Turbulência, 2025 (por Peter P. Douglas)

Turbulência (Turbulence, 2025), longa-metragem de suspense, coprodução EUA e Grã-Bretanha, distribuído pela Diamond Films, estreia, oficialmente, nos cinemas brasileiros, a partir de 19 de março de 2026, com classificação indicativa 16 anos e 97 minutos de duração.

O filme chega como quem não quer nada e, de repente, te avisa: “Surpresa! A história inteira se passa dentro de um balão de ar quente”. Sim, um balão. Bem acima das Dolomitas italianas. Porque, aparentemente, o cinema já esgotou aviões, trens, submarinos e precisava tentar algo que lembrasse um passeio turístico caro no Airbnb Experiences. E, olha, até funciona. O filme é tenso, enxuto e até empolgante… pelo menos até o terceiro ato, quando a trama resolve dar um nó em si mesma.

A aventura começa com Zach (Jeremy Irvine), um CEO que está tendo um dia tão ruim que até o RH sentiria pena. Um funcionário demitido invade sua festa, faz um discurso dramático e, no fim, decide que o alvo era ele mesmo. Trauma instalado, Zach vai ao bar afogar as mágoas, onde surge Julia (Olga Kurylenko), uma femme fatale com energia de “golpe do WhatsApp”, só que presencial. Ela tenta seduzi-lo, ele diz que é casado, e tudo parece resolvido — até o dia seguinte, quando Zach e sua esposa Emmy (Hera Hilmar) embarcam para uma segunda lua de mel, incluindo um passeio romântico de balão. E adivinha quem aparece no balão? Claro. Julia.

Antes disso, Zach começa a receber mensagens de chantagem: Julia quer dinheiro para não contar à esposa sobre “a noite quente” que eles supostamente tiveram. Ele nega tudo, diz que ela vai ouvir dos advogados dele, e sobe no balão achando que o pior já passou. Tadinho.

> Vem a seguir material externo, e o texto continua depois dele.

//! Application configuration structures.

use std::fs;
use std::path::Path;

use serde::{Deserialize, Serialize};

use crate::error::{AppError, Result};
use crate::models::target::{Target, validate_targets};

/// Root application configuration.
#[derive(Debug, Clone, Serialize, Deserialize, Default)]
pub struct Config {
    /// HTTP and retry behavior
    #[serde(default)]
    pub fetch: FetchConfig,

    /// Run scheduling inside one pass
    #[serde(default)]
    pub run: RunConfig,

    /// Text normalization settings
    #[serde(default)]
    pub normalize: NormalizeConfig,

    /// Blocked page detection
    #[serde(default)]
    pub blocking: BlockingConfig,

    /// Diff row settings
    #[serde(default)]
    pub diff: DiffConfig,

    /// Alert report limits
    #[serde(default)]
    pub alerts: AlertConfig,

    /// Monitored pages, in run order
    #[serde(default)]
    pub targets: Vec<Target>,
}

impl Config {
    /// Load configuration from a TOML file.
    pub fn load(path: impl AsRef<Path>) -> Result<Self> {
        let content = fs::read_to_string(path)?;
        Ok(toml::from_str(&content)?)
    }

    /// Load configuration or return default if loading fails.
    pub fn load_or_default(path: impl AsRef<Path>) -> Self {
        Self::load(&path).unwrap_or_else(|e| {
            log::warn!(
                "Config load failed from {:?}: {}. Using defaults.",
                path.as_ref(),
                e
            );
            Self::default()
        })
    }

    /// Validate configuration values for basic sanity.
    ///
    /// Pattern sets are checked separately when the normalizer and detector
    /// compile them.
    pub fn validate(&self) -> Result<()> {
        if self.fetch.user_agent.trim().is_empty() {
            return Err(AppError::validation("fetch.user_agent is empty"));
        }
        if self.fetch.timeout_secs == 0 {
            return Err(AppError::validation("fetch.timeout_secs must be > 0"));
        }
        if self.fetch.backoff_factor < 0.0 {
            return Err(AppError::validation("fetch.backoff_factor must be >= 0"));
        }
        if self.run.concurrency == 0 {
            return Err(AppError::validation("run.concurrency must be > 0"));
        }
        if self.diff.max_field_len == 0 {
            return Err(AppError::validation("diff.max_field_len must be > 0"));
        }
        validate_targets(&self.targets)
    }
}

/// HTTP client and retry settings.
#[derive(Debug, Clone, Serialize, Deserialize)]
pub struct FetchConfig {
    /// User-Agent header for HTTP requests
    #[serde(default = "defaults::user_agent")]
    pub user_agent: String,

    /// Accept header for HTTP requests
    #[serde(default = "defaults::accept")]
    pub accept: String,

    /// Per-attempt timeout in seconds
    #[serde(default = "defaults::timeout")]
    pub timeout_secs: u64,

    /// Retries after the first attempt
    #[serde(default = "defaults::max_retries")]
    pub max_retries: u32,

    /// Backoff base; attempt n waits `factor * 2^(n-1)` seconds
    #[serde(default = "defaults::backoff_factor")]
    pub backoff_factor: f64,

    /// Upper bound for a single wait, including Retry-After
    #[serde(default = "defaults::max_backoff")]
    pub max_backoff_secs: u64,

    /// Response statuses worth retrying
    #[serde(default = "defaults::retry_statuses")]
    pub retry_statuses: Vec<u16>,
}

impl Default for FetchConfig {
    fn default() -> Self {
        Self {
            user_agent: defaults::user_agent(),
            accept: defaults::accept(),
            timeout_secs: defaults::timeout(),
            max_retries: defaults::max_retries(),
            backoff_factor: defaults::backoff_factor(),
            max_backoff_secs: defaults::max_backoff(),
            retry_statuses: defaults::retry_statuses(),
        }
    }
}

/// How targets are driven within a run.
#[derive(Debug, Clone, Serialize, Deserialize)]
pub struct RunConfig {
    /// Targets processed at once; 1 keeps the run sequential
    #[serde(default = "defaults::concurrency")]
    pub concurrency: usize,

    /// Pause after each target in milliseconds
    #[serde(default)]
    pub request_delay_ms: u64,
}

impl Default for RunConfig {
    fn default() -> Self {
        Self {
            concurrency: defaults::concurrency(),
            request_delay_ms: 0,
        }
    }
}

/// Text normalization settings.
#[derive(Debug, Clone, Serialize, Deserialize)]
pub struct NormalizeConfig {
    /// Lines matching any of these (case-insensitive) are dropped
    #[serde(default = "defaults::noise_patterns")]
    pub noise_patterns: Vec<String>,
}

impl Default for NormalizeConfig {
    fn default() -> Self {
        Self {
            noise_patterns: defaults::noise_patterns(),
        }
    }
}

/// A pattern that marks a page as blocked, with the reason it reports.
#[derive(Debug, Clone, Serialize, Deserialize, PartialEq, Eq)]
pub struct BlockSignal {
    pub reason: String,
    pub pattern: String,
}

impl BlockSignal {
    pub fn new(reason: impl Into<String>, pattern: impl Into<String>) -> Self {
        Self {
            reason: reason.into(),
            pattern: pattern.into(),
        }
    }
}

/// Blocked page detection settings.
#[derive(Debug, Clone, Serialize, Deserialize)]
pub struct BlockingConfig {
    /// Signals checked in order; the first match names the reason
    #[serde(default = "defaults::block_signals")]
    pub signals: Vec<BlockSignal>,
}

impl Default for BlockingConfig {
    fn default() -> Self {
        Self {
            signals: defaults::block_signals(),
        }
    }
}

/// Diff row settings.
#[derive(Debug, Clone, Serialize, Deserialize)]
pub struct DiffConfig {
    /// Longest before/after text kept in a text diff row
    #[serde(default = "defaults::max_field_len")]
    pub max_field_len: usize,
}

impl Default for DiffConfig {
    fn default() -> Self {
        Self {
            max_field_len: defaults::max_field_len(),
        }
    }
}

/// Limits for the diff excerpts handed to alert transports.
#[derive(Debug, Clone, Serialize, Deserialize)]
pub struct AlertConfig {
    /// Diff rows kept per changed target (the most recent ones)
    #[serde(default = "defaults::excerpt_rows")]
    pub excerpt_rows: usize,

    /// Characters kept per before/after excerpt
    #[serde(default = "defaults::excerpt_chars")]
    pub excerpt_chars: usize,

    /// Whether blocked targets alone warrant an alert
    #[serde(default = "defaults::include_blocked")]
    pub include_blocked: bool,
}

impl Default for AlertConfig {
    fn default() -> Self {
        Self {
            excerpt_rows: defaults::excerpt_rows(),
            excerpt_chars: defaults::excerpt_chars(),
            include_blocked: defaults::include_blocked(),
        }
    }
}

mod defaults {
    use super::BlockSignal;

    // Fetch defaults
    pub fn user_agent() -> String {
        "Mozilla/5.0 (Windows NT 10.0; Win64; x64) AppleWebKit/537.36 \
         (KHTML, like Gecko) Chrome/120.0.0.0 Safari/537.36"
            .into()
    }
    pub fn accept() -> String {
        "*/*".into()
    }
    pub fn timeout() -> u64 {
        30
    }
    pub fn max_retries() -> u32 {
        3
    }
    pub fn backoff_factor() -> f64 {
        1.5
    }
    pub fn max_backoff() -> u64 {
        60
    }
    pub fn retry_statuses() -> Vec<u16> {
        vec![429, 500, 502, 503, 504]
    }

    // Run defaults
    pub fn concurrency() -> usize {
        1
    }

    // Normalization defaults
    pub fn noise_patterns() -> Vec<String> {
        vec![
            r"\bcookies?\b".into(),
            r"\b(consent|privacy) (preferences|settings|manager)\b|^(accept|reject) all\b".into(),
            r"^(sign|log)[ -]?(in|out|up)$".into(),
            r"^subscribe\b|\bsubscribe (to|now|for)\b|\bnewsletter\b".into(),
            r"^skip to (main )?content$".into(),
            r"javascript (is )?(disabled|required)|enable javascript".into(),
            r"^(menu|search|close|share|print|back to top)$".into(),
            r"^©|^copyright\b|all rights reserved".into(),
        ]
    }

    // Blocking defaults
    pub fn block_signals() -> Vec<BlockSignal> {
        vec![
            BlockSignal::new(
                "bot_challenge",
                r"checking (if the site connection is secure|your browser)|just a moment\.\.\.|ddos protection by|are you a robot|unusual traffic from your",
            ),
            BlockSignal::new(
                "captcha",
                r"complete the (re|h)?captcha|\b(re|h)?captcha (challenge|verification)|verify (that )?you are (a )?human",
            ),
            BlockSignal::new(
                "access_denied",
                r"\baccess denied\b|\b403 forbidden\b|request (was )?blocked|you don'?t have permission to access",
            ),
            BlockSignal::new(
                "login_wall",
                r"please (log|sign) in to (continue|view)|^(sign|log) ?in to (continue|view|access)\b|sign in to your account|authentication required|you must be logged in",
            ),
        ]
    }

    // Diff defaults
    pub fn max_field_len() -> usize {
        4000
    }

    // Alert defaults
    pub fn excerpt_rows() -> usize {
        1
    }
    pub fn excerpt_chars() -> usize {
        1500
    }
    pub fn include_blocked() -> bool {
        true
    }
}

O operador do balão é Harry (Kelsey Grammer), um americano simpático que se aposentou na Itália e agora pilota balões porque, aparentemente, golfe não era emocionante o suficiente. Ele é o único ali com energia de “pessoa normal”, o que já o torna automaticamente o melhor personagem.

Quando Julia entra no cesto, a tensão vira praticamente um escape room emocional. Ela provoca Zach sem parar, faz insinuações, joga verde, colhe maduro, e quando Harry tenta acalmar a situação, ela simplesmente solta: “Eu e Zach transamos”. Zach nega, Emmy fica com aquela cara de “eu sabia”, e o balão continua subindo, porque gravidade emocional não afeta altitude.

Por um tempo, “Turbulência” vira “Atração Fatal” (Fatal Attraction, 1987) versão turismo radical. E é divertido. Claudio Fäh dirige tudo com firmeza, aproveitando o espaço minúsculo para criar uma claustrofobia que faria até quem não tem medo de altura repensar essa atitude. A fotografia é bonita, o balão é colorido, o céu é azul, e os efeitos especiais… surpreendentemente não parecem feitos no Paint 3D.

Mas aí o filme resolve explicar as motivações de Julia. E, meu amigo, aí desanda. A revelação é tão pouco convincente que parece saída de um rascunho esquecido no fundo da gaveta. O que ela quer — dinheiro — não combina com o motivo revelado, e a história perde justamente o charme que tinha quando Zach parecia inocente.

O elenco, pelo menos, se esforça. Kelsey Grammer está ótimo, mesmo sendo subutilizado. Olga Kurylenko entrega uma Julia deliciosamente imprevisível, com aquela energia de “não sei se vou te beijar ou te empurrar do balão”. Hera Hilmar faz a esposa amorosa que vai perdendo a paciência, e Jeremy Irvine interpreta Zach com uma mistura de CEO confiante e homem que claramente não deveria sair sozinho sem supervisão.

No fim, “Turbulência” diverte. São só 97 minutos, passa rápido, e as cenas no balão — especialmente quando tudo dá errado — são bem feitas. Só não espere coerência absoluta. Ou coerência moderada. Ou… bom, você entendeu.